The same logic applies to life insurance, even if the risk profile is different. Physicians who are rethinking their work life—children nearing independence, aging parents, or simply a desire for more control—often need to revisit whether their term life coverage still matches their obligations. An attending who once bought a small policy early in their career may find that a larger, longer-duration term is appropriate as they move into a more flexible but less predictable income model. For someone like Dr. Maya, a term policy designed to run until roughly age sixty-five, sized to cover a substantial multiple of her income, helps ensure her household remains stable regardless of how her schedule shifts.

What her story highlights is less about one product and more about sequencing. The protective framework that allowed her to step away from burnout and into a more sustainable practice model was built years before she took her first traveling assignment. The policy language, underwriting decisions, and benefit structure were not afterthoughts; they were prerequisites. Many physicians only realize this when they try to modify coverage after everything else has changed.
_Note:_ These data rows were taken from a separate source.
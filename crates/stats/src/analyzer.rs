//! Per-symbol statistical analysis over aligned impact records.

use std::collections::{BTreeMap, HashMap, HashSet};
use std::time::Duration;

use chrono::{DateTime, Utc};
use rayon::prelude::*;
use serde::{Deserialize, Serialize};
use sentiment_impact_conditions::Partitions;
use sentiment_impact_core::{
    AnalysisConfig, EngineConfig, Event, ImpactRecord, SentimentEncoding, SentimentLabel,
};
use tracing::{debug, info};

use crate::correlation::{correlate, CorrelationMethod};
use crate::group::{compare_buckets, GroupComparison, GroupSample};
use crate::regression::{ols, RegressionResult};
use crate::robustness::{
    cross_validate, outlier_sensitivity, BootstrapResampler, BootstrapResult,
    CrossValidationResult, OutlierSensitivity,
};
use crate::types::{correct_family, EffectSize, StatisticalResult};

pub const REGRESSORS: [&str; 3] = ["sentiment", "engagement_thousands", "market_hours"];

/// One event's regressors and resolved price changes for a single symbol.
#[derive(Debug, Clone, PartialEq)]
pub struct Sample {
    pub event_id: String,
    pub timestamp: DateTime<Utc>,
    pub sentiment: f64,
    pub engagement: f64,
    pub market_hours: bool,
    /// Effective change per horizon; unresolved horizons are absent.
    pub changes: BTreeMap<u32, f64>,
}

impl Sample {
    fn regressors(&self) -> Vec<f64> {
        vec![
            self.sentiment,
            self.engagement / 1_000.0,
            if self.market_hours { 1.0 } else { 0.0 },
        ]
    }
}

/// Joins events with their first label and first record.
///
/// Events without a label or record are skipped, as are repeated event ids
/// after the first occurrence in input order. Output is ordered by timestamp,
/// then event id.
#[must_use]
pub fn build_samples(
    events: &[Event],
    labels: &[SentimentLabel],
    records: &[ImpactRecord],
    config: &EngineConfig,
) -> Vec<Sample> {
    let mut label_by_id: HashMap<&str, &SentimentLabel> = HashMap::new();
    for label in labels {
        label_by_id.entry(label.event_id.as_str()).or_insert(label);
    }
    let mut record_by_id: HashMap<&str, &ImpactRecord> = HashMap::new();
    for record in records {
        record_by_id.entry(record.event_id.as_str()).or_insert(record);
    }

    let reshare_weight = config.partition.reshare_weight;
    let mut seen: HashSet<&str> = HashSet::new();
    let mut samples: Vec<Sample> = events
        .iter()
        .filter(|event| seen.insert(event.id.as_str()))
        .filter_map(|event| {
            let label = label_by_id.get(event.id.as_str())?;
            let record = record_by_id.get(event.id.as_str())?;
            let sentiment = match config.analysis.encoding {
                SentimentEncoding::Categorical => label.category.numeric(),
                SentimentEncoding::ConfidenceWeighted => label.signed_score(),
            };
            let changes = record
                .horizon_results
                .iter()
                .filter_map(|(h, result)| result.effective_change_f64().map(|v| (*h, v)))
                .collect();
            Some(Sample {
                event_id: event.id.clone(),
                timestamp: event.timestamp,
                sentiment,
                engagement: event.engagement.score(reshare_weight),
                market_hours: config.calendar.is_market_open(event.timestamp),
                changes,
            })
        })
        .collect();

    samples.sort_by(|a, b| {
        a.timestamp
            .cmp(&b.timestamp)
            .then_with(|| a.event_id.cmp(&b.event_id))
    });
    samples
}

#[derive(Debug, Clone, PartialEq, Serialize, Deserialize)]
pub struct CorrelationResult {
    pub method: CorrelationMethod,
    pub horizon_hours: u32,
    pub result: StatisticalResult,
}

#[derive(Debug, Clone, PartialEq, Serialize, Deserialize)]
pub struct Robustness {
    pub outliers: Option<OutlierSensitivity>,
    pub bootstrap: Option<BootstrapResult>,
    pub cross_validation: CrossValidationResult,
}

#[derive(Debug, Clone, Copy, PartialEq, Eq, Serialize, Deserialize)]
#[serde(rename_all = "SCREAMING_SNAKE_CASE")]
pub enum FindingKind {
    Correlation,
    GroupDifference,
}

/// A result that cleared the corrected significance threshold on eligible data.
#[derive(Debug, Clone, PartialEq, Serialize, Deserialize)]
pub struct Finding {
    pub kind: FindingKind,
    pub description: String,
    pub horizon_hours: u32,
    pub p_value: f64,
    pub corrected_p_value: Option<f64>,
    pub effect_size: EffectSize,
    pub confidence_interval: Option<(f64, f64)>,
}

#[derive(Debug, Clone, PartialEq, Serialize, Deserialize)]
pub struct SymbolAnalysis {
    pub symbol: String,
    pub sample_size: usize,
    pub correlations: Vec<CorrelationResult>,
    pub group_comparisons: Vec<GroupComparison>,
    pub regression: RegressionResult,
    pub robustness: Robustness,
    pub significant_findings: Vec<Finding>,
}

pub struct Analyzer {
    config: AnalysisConfig,
    horizons: Vec<u32>,
    min_bucket_size: usize,
}

impl Analyzer {
    #[must_use]
    pub fn new(config: AnalysisConfig, horizons: Vec<u32>, min_bucket_size: usize) -> Self {
        Self {
            config,
            horizons,
            min_bucket_size,
        }
    }

    #[must_use]
    pub fn from_config(config: &EngineConfig) -> Self {
        Self::new(
            config.analysis.clone(),
            config.alignment.horizons_hours.clone(),
            config.partition.min_bucket_size,
        )
    }

    fn paired(samples: &[Sample], horizon: u32) -> (Vec<String>, Vec<f64>, Vec<f64>) {
        let mut ids = Vec::new();
        let mut x = Vec::new();
        let mut y = Vec::new();
        for sample in samples {
            if let Some(change) = sample.changes.get(&horizon) {
                ids.push(sample.event_id.clone());
                x.push(sample.sentiment);
                y.push(*change);
            }
        }
        (ids, x, y)
    }

    /// Pearson and Spearman per horizon; each method's horizons form one Bonferroni family.
    #[must_use]
    pub fn correlations(&self, samples: &[Sample]) -> Vec<CorrelationResult> {
        let mut out = Vec::new();
        for method in CorrelationMethod::ALL {
            let mut family: Vec<StatisticalResult> = self
                .horizons
                .iter()
                .map(|h| {
                    let (_, x, y) = Self::paired(samples, *h);
                    correlate(method, &x, &y, self.config.confidence_level, self.config.min_correlation_n)
                })
                .collect();
            correct_family(&mut family);
            out.extend(
                self.horizons
                    .iter()
                    .zip(family)
                    .map(|(h, result)| CorrelationResult {
                        method,
                        horizon_hours: *h,
                        result,
                    }),
            );
        }
        out
    }

    /// Compares buckets of every partition at every horizon.
    #[must_use]
    pub fn group_comparisons(&self, samples: &[Sample], partitions: &Partitions) -> Vec<GroupComparison> {
        let by_id: HashMap<&str, &Sample> = samples.iter().map(|s| (s.event_id.as_str(), s)).collect();

        let jobs: Vec<(&str, u32)> = partitions
            .partition_names()
            .into_iter()
            .flat_map(|p| self.horizons.iter().map(move |h| (p, *h)))
            .collect();

        jobs.par_iter()
            .filter_map(|(partition, horizon)| {
                let groups: Vec<GroupSample> = partitions
                    .buckets_of(partition)
                    .into_iter()
                    .map(|bucket| {
                        let values = bucket
                            .event_ids
                            .iter()
                            .filter_map(|id| by_id.get(id.as_str())?.changes.get(horizon).copied())
                            .collect();
                        GroupSample::new(bucket.bucket_label.clone(), values, bucket.len() >= self.min_bucket_size)
                    })
                    .collect();
                compare_buckets(
                    partition,
                    *horizon,
                    &groups,
                    self.config.normality_alpha,
                    self.config.confidence_level,
                )
            })
            .collect()
    }

    /// OLS of the primary-horizon change on sentiment, engagement (thousands) and market hours.
    #[must_use]
    pub fn regression(&self, samples: &[Sample]) -> RegressionResult {
        let (rows, y) = self.regression_data(samples);
        ols(
            &format!("pct_change_{}h", self.config.primary_horizon),
            &REGRESSORS,
            &rows,
            &y,
            self.config.confidence_level,
        )
    }

    fn regression_data(&self, samples: &[Sample]) -> (Vec<Vec<f64>>, Vec<f64>) {
        samples
            .iter()
            .filter_map(|s| {
                s.changes
                    .get(&self.config.primary_horizon)
                    .map(|change| (s.regressors(), *change))
            })
            .unzip()
    }

    #[must_use]
    pub fn robustness(&self, samples: &[Sample]) -> Robustness {
        let (ids, x, y) = Self::paired(samples, self.config.primary_horizon);
        let method = CorrelationMethod::Pearson;

        let outliers = (!x.is_empty()).then(|| outlier_sensitivity(method, &ids, &x, &y, self.config.outlier_z));
        let bootstrap = BootstrapResampler::new(self.config.bootstrap.clone()).bootstrap_correlation(method, &x, &y);

        let (rows, targets) = self.regression_data(samples);
        let cross_validation = cross_validate(
            &rows,
            &targets,
            self.config.cv_folds,
            self.config.cv_max_duration_ms.map(Duration::from_millis),
        );

        Robustness {
            outliers,
            bootstrap,
            cross_validation,
        }
    }

    fn findings(&self, correlations: &[CorrelationResult], comparisons: &[GroupComparison]) -> Vec<Finding> {
        let alpha = self.config.alpha;
        let mut findings: Vec<Finding> = correlations
            .iter()
            .filter(|c| c.result.is_significant(alpha))
            .map(|c| Finding {
                kind: FindingKind::Correlation,
                description: format!(
                    "{} correlation between sentiment and {}h change",
                    c.method.as_str(),
                    c.horizon_hours
                ),
                horizon_hours: c.horizon_hours,
                p_value: c.result.p_value,
                corrected_p_value: c.result.corrected_p_value,
                effect_size: c.result.effect_size,
                confidence_interval: c.result.confidence_interval,
            })
            .collect();

        for comparison in comparisons {
            findings.extend(comparison.significant_pairs(alpha).map(|pair| Finding {
                kind: FindingKind::GroupDifference,
                description: format!(
                    "{}: {} vs {} at {}h",
                    comparison.partition_name, pair.bucket_a, pair.bucket_b, comparison.horizon_hours
                ),
                horizon_hours: comparison.horizon_hours,
                p_value: pair.result.p_value,
                corrected_p_value: pair.result.corrected_p_value,
                effect_size: pair.result.effect_size,
                confidence_interval: pair.result.confidence_interval,
            }));
        }
        findings
    }

    /// Runs every analysis for one symbol.
    #[must_use]
    pub fn analyze(&self, symbol: &str, samples: &[Sample], partitions: &Partitions) -> SymbolAnalysis {
        let correlations = self.correlations(samples);
        let group_comparisons = self.group_comparisons(samples, partitions);
        let regression = self.regression(samples);
        let robustness = self.robustness(samples);
        let significant_findings = self.findings(&correlations, &group_comparisons);

        debug!(
            symbol,
            comparisons = group_comparisons.len(),
            "Analysis details computed"
        );
        info!(
            "Analyzed {} samples for {}: {} significant findings",
            samples.len(),
            symbol,
            significant_findings.len()
        );

        SymbolAnalysis {
            symbol: symbol.to_string(),
            sample_size: samples.len(),
            correlations,
            group_comparisons,
            regression,
            robustness,
            significant_findings,
        }
    }
}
For doctors considering similar moves—scaling back, traveling more, stitching together short-term clinical work—the lesson is straightforward but easy to postpone. The time to confirm that disability insurance for physicians is portable, robust, and aligned with your specialty is before you make the leap, not after. Once the leap is made, options narrow, documentation demands rise, and underwriters become more cautious. The work you do now, while your income and role are still clear on paper, becomes the freedom you rely on later, when your career no longer fits neatly into a single job description.